Plans to tackle Russian crisis

Gov’t examines contingency strategies if natural gas supply is disrupted or farming exports are affected By Chryssa Liaggou and Dimitra Manifava

The government is keeping a close eye on developments in the Russia-Ukraine crisis in a bid to respond to any adverse effects it may have both on natural gas and oil imports, as well as on exports of agricultural products to Russia.

The first crisis meeting took place on Thursday under Energy Minister Yiannis Maniatis and included the managers of all state energy companies. The purpose of the meeting was to assess the country’s readiness to ensure supply.

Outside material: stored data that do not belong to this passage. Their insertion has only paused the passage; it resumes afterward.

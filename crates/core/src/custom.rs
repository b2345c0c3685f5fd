// LabWired - Firmware Simulation Platform
// Copyright (C) 2026 Andrii Shylenko
//
// This software is released under the MIT License.
// See the LICENSE file in the project root for full license information.

/// A Nios II custom instruction: two 32-bit operands in, one result out.
pub trait CustomInstruction: std::fmt::Debug + Send {
    fn name(&self) -> &str;
    fn execute(&mut self, dataa: u32, datab: u32) -> u32;
}

/// Vector multiply unit. Treats each operand as four unsigned byte lanes and
/// returns their dot product.
#[derive(Debug, Default)]
pub struct VectorMultiply {
    invocations: u64,
}

impl VectorMultiply {
    pub fn new() -> Self {
        Self::default()
    }

    pub fn invocations(&self) -> u64 {
        self.invocations
    }
}

impl CustomInstruction for VectorMultiply {
    fn name(&self) -> &str {
        "vector_mult"
    }

    fn execute(&mut self, dataa: u32, datab: u32) -> u32 {
        self.invocations += 1;
        dataa
            .to_le_bytes()
            .iter()
            .zip(datab.to_le_bytes())
            .map(|(a, b)| *a as u32 * b as u32)
            .sum()
    }
}
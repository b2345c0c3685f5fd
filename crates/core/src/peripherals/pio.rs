// LabWired - Firmware Simulation Platform
// Copyright (C) 2026 Andrii Shylenko
//
// This software is released under the MIT License.
// See the LICENSE file in the project root for full license information.

use super::{byte_lane, merge_byte_lane};
use crate::SimResult;

const PIO_DATA: u64 = 0x00;
const PIO_DIRECTION: u64 = 0x04;
const PIO_IRQ_MASK: u64 = 0x08;
const PIO_EDGE_CAPTURE: u64 = 0x0C;

#[derive(Debug, Clone, Copy, PartialEq, Eq, serde::Serialize)]
#[serde(rename_all = "snake_case")]
pub enum PioDirection {
    Output,
    Input,
}

/// Avalon parallel I/O port. Output ports drive LEDs, input ports sample
/// switches.
#[derive(Debug, serde::Serialize)]
pub struct Pio {
    direction_kind: PioDirection,
    width: u8,
    data: u32,         // 0x00: data register
    direction: u32,    // 0x04: direction register (bidirectional ports only)
    irq_mask: u32,     // 0x08: interrupt mask
    edge_capture: u32, // 0x0C: edge capture, any write clears
}

impl Pio {
    pub fn output(width: u8) -> Self {
        Self::new(PioDirection::Output, width)
    }

    pub fn input(width: u8, initial: u32) -> Self {
        let mut pio = Self::new(PioDirection::Input, width);
        pio.data = initial & pio.mask();
        pio
    }

    fn new(direction_kind: PioDirection, width: u8) -> Self {
        Self {
            direction_kind,
            width: width.clamp(1, 32),
            data: 0,
            direction: 0,
            irq_mask: 0,
            edge_capture: 0,
        }
    }

    fn mask(&self) -> u32 {
        if self.width >= 32 {
            u32::MAX
        } else {
            (1u32 << self.width) - 1
        }
    }

    /// Current value on the port pins.
    pub fn value(&self) -> u32 {
        self.data
    }

    /// Drive the input pins, latching any changed bits into edge capture.
    pub fn set_input(&mut self, value: u32) {
        let value = value & self.mask();
        self.edge_capture |= self.data ^ value;
        self.data = value;
    }

    pub fn irq_pending(&self) -> bool {
        (self.edge_capture & self.irq_mask) != 0
    }

    fn read_reg(&self, offset: u64) -> u32 {
        match offset {
            PIO_DATA => self.data,
            PIO_DIRECTION => self.direction,
            PIO_IRQ_MASK => self.irq_mask,
            PIO_EDGE_CAPTURE => self.edge_capture,
            _ => 0,
        }
    }

    fn write_reg(&mut self, offset: u64, value: u32) {
        match offset {
            PIO_DATA => {
                // Input ports ignore writes to the data register.
                if self.direction_kind == PioDirection::Output {
                    self.data = value & self.mask();
                }
            }
            PIO_DIRECTION => self.direction = value & self.mask(),
            PIO_IRQ_MASK => self.irq_mask = value & self.mask(),
            _ => {}
        }
    }
}

impl crate::Peripheral for Pio {
    fn read(&self, offset: u64) -> SimResult<u8> {
        Ok(byte_lane(self.read_reg(offset & !3), offset))
    }

    fn write(&mut self, offset: u64, value: u8) -> SimResult<()> {
        let reg_offset = offset & !3;
        if reg_offset == PIO_EDGE_CAPTURE {
            let shift = (offset % 4) * 8;
            self.edge_capture &= !(0xFF << shift);
            return Ok(());
        }
        let reg_val = merge_byte_lane(self.read_reg(reg_offset), offset, value);
        self.write_reg(reg_offset, reg_val);
        Ok(())
    }

    fn as_any(&self) -> Option<&dyn std::any::Any> {
        Some(self)
    }

    fn as_any_mut(&mut self) -> Option<&mut dyn std::any::Any> {
        Some(self)
    }

    fn snapshot(&self) -> serde_json::Value {
        let mut value = serde_json::to_value(self).unwrap_or(serde_json::Value::Null);
        if let Some(fields) = value.as_object_mut() {
            fields.insert("irq_pending".to_string(), self.irq_pending().into());
        }
        value
    }
}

Another meeting is set for Tuesday under Deputy Development Minister Notis Mitarakis, where the topic will be the future of trade relations with Russia. Topping the agenda will be an action plan to handle not only a possible problem to exports but also the risk to Russian imports.

The Development Ministry has asked all parties concerned, from industrialists to chambers and exporting associations, to present their proposals ahead of the meeting. Among the proposals, according to sources, is a request to the European Commission for support to sectors that could be harmed by a rift in trade relations with Russia. Russian authorities have not ruled out imposing restrictions on Greek fruit imports as of next week, citing hygiene concerns.

Greece is among the European Union member states with the highest dependence on Russian gas, which covers about 65 percent of domestic demand. In the case that flow is disrupted, problems to the Greek market’s supply are inevitable and will also affect electricity production, which relies on natural gas by 25 percent.

Public Gas Corporation (DEPA) reportedly told Maniatis that it has already taken precautionary measures, but that these would only suffice for one month. If the supply crisis were to last longer, Athens will put in force the emergency plan used in 2009, which provides for a drastic cut to consumption by natural gas-powered electricity producers and major energy-intensive industries.

Sources say DEPA has filled the tanks at Revythousa with 130,000 cubic meters of liquefied gas, which is enough to fully cover 10 days of demand.